Dream Kitchen is a 1999 Irish short film directed by Barry Dignam in which a young man fantasises about coming out to his parents.

Plot
A young man arrives home from school and meets his father fixing the car. The two barely exchange words except for the boy's father asking him to hand him a pair of Vise-Grips. When he goes inside he sees his pregnant sister smoking and his mother in the dark and untidy kitchen drinking vodka and coke.

As he sits at the table he begins to daydream of being in a clean stylish kitchen with his well dressed mother. Speaking in faux-Elizabethan English to one another he tells his mother that he is gay and she is delighted with the news. She calls in his father who is wearing clean white overalls and when he is told of his son's secret he too is overjoyed. Just then the young man's sister enters and again reacts happily to the news of her brother's homosexuality and hugs him.

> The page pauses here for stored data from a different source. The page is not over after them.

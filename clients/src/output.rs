//! Rendering a translation for stdout.

use anyhow::{Context, Result};
use braille::Translation;
use clap::ValueEnum;

/// Output format for `--format`.
#[derive(Debug, Clone, Copy, PartialEq, Eq, Default, ValueEnum)]
pub enum OutputFormat {
    /// The translated text only.
    #[default]
    Text,
    /// A JSON object with source, target, input, and output.
    Json,
}

/// Renders `translation` in `format`.
///
/// # Errors
///
/// Returns an error if JSON serialization fails.
pub fn render(translation: &Translation, format: OutputFormat) -> Result<String> {
    match format {
        OutputFormat::Text => Ok(translation.to_string()),
        OutputFormat::Json => {
            serde_json::to_string_pretty(translation).context("failed to serialize translation")
        }
    }
}

#[cfg(test)]
mod tests {
    use super::*;
    use braille::translate;

    #[test]
    fn test_render_text() {
        let t = translate("b").unwrap();
        assert_eq!(render(&t, OutputFormat::Text).unwrap(), "O.O...");
    }

    #[test]
    fn test_render_json() {
        let t = translate("O.O...").unwrap();
        let json: serde_json::Value =
            serde_json::from_str(&render(&t, OutputFormat::Json).unwrap()).unwrap();
        assert_eq!(json["source"], "braille");
        assert_eq!(json["target"], "english");
        assert_eq!(json["input"], "O.O...");
        assert_eq!(json["output"], "b");
    }
}
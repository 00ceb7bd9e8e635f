use axum::extract::{Path, Query, State};
use axum::Json;
use serde::Deserialize;

use super::KeysParams;
use crate::error::AppError;
use crate::state::AppState;

#[derive(Debug, Deserialize)]
#[serde(rename_all = "camelCase")]
pub struct TransitionBody {
    #[serde(default)]
    pub transition_id: Option<String>,
    #[serde(default)]
    pub transition_name: Option<String>,
}

#[derive(Debug, Deserialize)]
pub struct CommentBody {
    #[serde(default)]
    pub body: String,
}

#[derive(Debug, Deserialize)]
pub struct FieldsBody {
    #[serde(default)]
    pub fields: serde_json::Value,
}

#[derive(Debug, Deserialize)]
#[serde(rename_all = "camelCase")]
pub struct FieldOptionsParams {
    #[serde(default)]
    pub field_id: String,
}

/// GET /api/issues?keys=A,B: explicit keys, configured keys, or the project.
pub async fn list_issues(
    State(app): State<AppState>,
    Query(params): Query<KeysParams>,
) -> Result<Json<serde_json::Value>, AppError> {
    let issues = app.engine.directory().list_issues(&params.keys()).await?;
    Ok(Json(serde_json::json!({ "issues": issues })))
}

/// GET /api/issues/control: equipment that needs attention.
pub async fn control_list(
    State(app): State<AppState>,
) -> Result<Json<serde_json::Value>, AppError> {
    let issues = app.engine.control().list_for_attention().await?;
    Ok(Json(serde_json::json!({ "issues": issues })))
}

/// GET /api/issues/:key/transitions
pub async fn list_transitions(
    State(app): State<AppState>,
    Path(key): Path<String>,
) -> Result<Json<serde_json::Value>, AppError> {
    let transitions = app.engine.workflow().transitions(&key).await?;
    Ok(Json(serde_json::json!({ "transitions": transitions })))
}

/// POST /api/issues/:key/transition: by `transitionId` or `transitionName`.
pub async fn transition_issue(
    State(app): State<AppState>,
    Path(key): Path<String>,
    Json(body): Json<TransitionBody>,
) -> Result<Json<serde_json::Value>, AppError> {
    let applied = app
        .engine
        .workflow()
        .transition(
            &key,
            body.transition_id.as_deref(),
            body.transition_name.as_deref(),
        )
        .await?;
    Ok(Json(serde_json::json!({ "ok": true, "transition": applied })))
}

/// POST /api/issues/:key/comment
pub async fn add_comment(
    State(app): State<AppState>,
    Path(key): Path<String>,
    Json(body): Json<CommentBody>,
) -> Result<Json<serde_json::Value>, AppError> {
    app.engine.workflow().comment(&key, &body.body).await?;
    Ok(Json(serde_json::json!({ "ok": true })))
}

/// POST /api/issues/:key/fields: partial field update.
pub async fn update_fields(
    State(app): State<AppState>,
    Path(key): Path<String>,
    Json(body): Json<FieldsBody>,
) -> Result<Json<serde_json::Value>, AppError> {
    app.engine.workflow().update_fields(&key, body.fields).await?;
    Ok(Json(serde_json::json!({ "ok": true })))
}

/// GET /api/issues/:key/field-options?fieldId=
pub async fn field_options(
    State(app): State<AppState>,
    Path(key): Path<String>,
    Query(params): Query<FieldOptionsParams>,
) -> Result<Json<serde_json::Value>, AppError> {
    let options = app
        .engine
        .workflow()
        .field_options(&key, &params.field_id)
        .await?;
    Ok(Json(serde_json::to_value(options)?))
}
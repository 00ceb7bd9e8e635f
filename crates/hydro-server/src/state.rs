use hydro_core::Engine;
use std::sync::Arc;

/// Shared application state passed to all route handlers.
#[derive(Clone)]
pub struct AppState {
    pub engine: Arc<Engine>,
}

impl AppState {
    pub fn new(engine: Arc<Engine>) -> Self {
        Self { engine }
    }
}
use crate::context::{runtime, TrackerArgs};
use anyhow::{bail, Result};
use hydro_core::Engine;
use std::path::PathBuf;

pub fn run(tracker: &TrackerArgs, port: u16, static_dir: Option<PathBuf>, open: bool) -> Result<()> {
    if let Some(dir) = &static_dir {
        if !dir.is_dir() {
            bail!("static directory '{}' does not exist", dir.display());
        }
    }

    let engine = tracker.engine()?;
    let rt = runtime()?;
    rt.block_on(async move {
        preload_catalogs(&engine).await;
        hydro_server::serve(engine, static_dir, port, open).await
    })
}

/// Fill the link-type and grouping-field caches before the first request.
/// Failures are left for the first request to retry.
async fn preload_catalogs(engine: &Engine) {
    match engine.link_types().all().await {
        Ok(types) => tracing::info!(count = types.len(), "link types loaded"),
        Err(e) => tracing::warn!(error = %e, "could not load link types"),
    }
    match engine.grouping_field().resolve().await {
        Ok(field) => tracing::info!(field = ?field, "grouping field resolved"),
        Err(e) => tracing::warn!(error = %e, "could not resolve grouping field"),
    }
}
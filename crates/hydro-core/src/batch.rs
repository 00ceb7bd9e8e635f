use futures::stream::{self, StreamExt};
use std::future::Future;

/// Run `f` over `items` with at most `limit` calls in flight, returning
/// results in input order.
pub async fn gather_bounded<I, F, Fut, T>(items: I, limit: usize, f: F) -> Vec<T>
where
    I: IntoIterator,
    F: FnMut(I::Item) -> Fut,
    Fut: Future<Output = T>,
{
    stream::iter(items)
        .map(f)
        .buffered(limit.max(1))
        .collect()
        .await
}

#[cfg(test)]
mod tests {
    use super::*;
    use std::sync::atomic::{AtomicUsize, Ordering};
    use std::sync::Arc;
    use std::time::Duration;

    #[tokio::test]
    async fn never_exceeds_limit_and_keeps_order() {
        let in_flight = Arc::new(AtomicUsize::new(0));
        let peak = Arc::new(AtomicUsize::new(0));

        let out = gather_bounded(0..40u64, 4, |i| {
            let in_flight = Arc::clone(&in_flight);
            let peak = Arc::clone(&peak);
            async move {
                let now = in_flight.fetch_add(1, Ordering::SeqCst) + 1;
                peak.fetch_max(now, Ordering::SeqCst);
                tokio::time::sleep(Duration::from_millis(40 - i)).await;
                in_flight.fetch_sub(1, Ordering::SeqCst);
                i * 2
            }
        })
        .await;

        assert_eq!(out, (0..40u64).map(|i| i * 2).collect::<Vec<_>>());
        assert!(peak.load(Ordering::SeqCst) <= 4);
    }

    #[tokio::test]
    async fn zero_limit_still_makes_progress() {
        let out = gather_bounded(vec![1, 2, 3], 0, |i| async move { i + 1 }).await;
        assert_eq!(out, vec![2, 3, 4]);
    }
}
pub mod debug;
pub mod groupings;
pub mod issues;
pub mod stations;
pub mod tracker;

use axum::Json;
use serde::Deserialize;

/// `?keys=A,B,C` query string.
#[derive(Debug, Default, Deserialize)]
pub struct KeysParams {
    #[serde(default)]
    pub keys: Option<String>,
}

impl KeysParams {
    pub fn keys(&self) -> Vec<String> {
        hydro_core::config::parse_keys(self.keys.as_deref().unwrap_or_default())
    }
}

/// GET /api/health
pub async fn health() -> Json<serde_json::Value> {
    Json(serde_json::json!({ "ok": true }))
}
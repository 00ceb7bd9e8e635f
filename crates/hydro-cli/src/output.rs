use serde::Serialize;

pub fn print_json<T: Serialize>(value: &T) -> anyhow::Result<()> {
    let json = serde_json::to_string_pretty(value)?;
    println!("{json}");
    Ok(())
}

/// Display width of a cell. Issue summaries carry accented letters, so
/// count chars rather than bytes.
fn width(cell: &str) -> usize {
    cell.chars().count()
}

fn pad(cell: &str, to: usize) -> String {
    let mut out = cell.to_string();
    out.extend(std::iter::repeat(' ').take(to.saturating_sub(width(cell))));
    out
}

pub fn print_table(headers: &[&str], rows: Vec<Vec<String>>) {
    let mut widths: Vec<usize> = headers.iter().map(|h| width(h)).collect();
    for row in &rows {
        for (w, cell) in widths.iter_mut().zip(row) {
            *w = (*w).max(width(cell));
        }
    }

    let header: Vec<String> = headers
        .iter()
        .zip(&widths)
        .map(|(h, &w)| pad(h, w))
        .collect();
    println!("{}", header.join("  ").trim_end());
    let sep: Vec<String> = widths.iter().map(|&w| "-".repeat(w)).collect();
    println!("{}", sep.join("  "));

    for row in &rows {
        let cells: Vec<String> = row
            .iter()
            .enumerate()
            .map(|(i, cell)| pad(cell, widths.get(i).copied().unwrap_or(0)))
            .collect();
        println!("{}", cells.join("  ").trim_end());
    }
}

/// `-` for absent values in table cells.
pub fn or_dash(value: Option<&str>) -> String {
    value.unwrap_or("-").to_string()
}
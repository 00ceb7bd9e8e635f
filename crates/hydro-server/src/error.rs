use axum::http::StatusCode;
use axum::response::{IntoResponse, Response};
use hydro_core::HydroError;

/// Unified error type for HTTP responses.
#[derive(Debug)]
pub struct AppError(pub anyhow::Error);

impl AppError {
    /// Construct a 400 Bad Request error with the given message.
    pub fn bad_request(msg: impl Into<String>) -> Self {
        Self(HydroError::Validation(msg.into()).into())
    }
}

impl IntoResponse for AppError {
    fn into_response(self) -> Response {
        let status = match self.0.downcast_ref::<HydroError>() {
            Some(e) if e.is_validation() => StatusCode::BAD_REQUEST,
            Some(HydroError::NotFound(_)) => StatusCode::NOT_FOUND,
            Some(HydroError::Tracker(_)) => StatusCode::BAD_GATEWAY,
            _ => StatusCode::INTERNAL_SERVER_ERROR,
        };

        if status.is_server_error() {
            tracing::error!(status = status.as_u16(), error = %self.0, "request failed");
        }
        let body = serde_json::json!({ "error": self.0.to_string() });
        (status, axum::Json(body)).into_response()
    }
}

impl<E> From<E> for AppError
where
    E: Into<anyhow::Error>,
{
    fn from(err: E) -> Self {
        Self(err.into())
    }
}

The doorbell then rings and the son reveals to his family a glowingly handsome young man, Andrew; his boyfriend. The family welcome him and invites him to a celebratory feast.
 
The young man awakes from his daydream and is back in the grey kitchen. He tries to initiate a conversation with his mother about a television programme they watched the night before. His father enters and sits at the table still grubby from fixing the car. He asks what they are talking about, to which the mother says "...the programme about those fairies", to which he replies "Bloody perverts!" and rants that the programme is "rubbish" and "dangerous". The parents then ask why the son brought up the programme; just then the doorbell rings and he rushes out.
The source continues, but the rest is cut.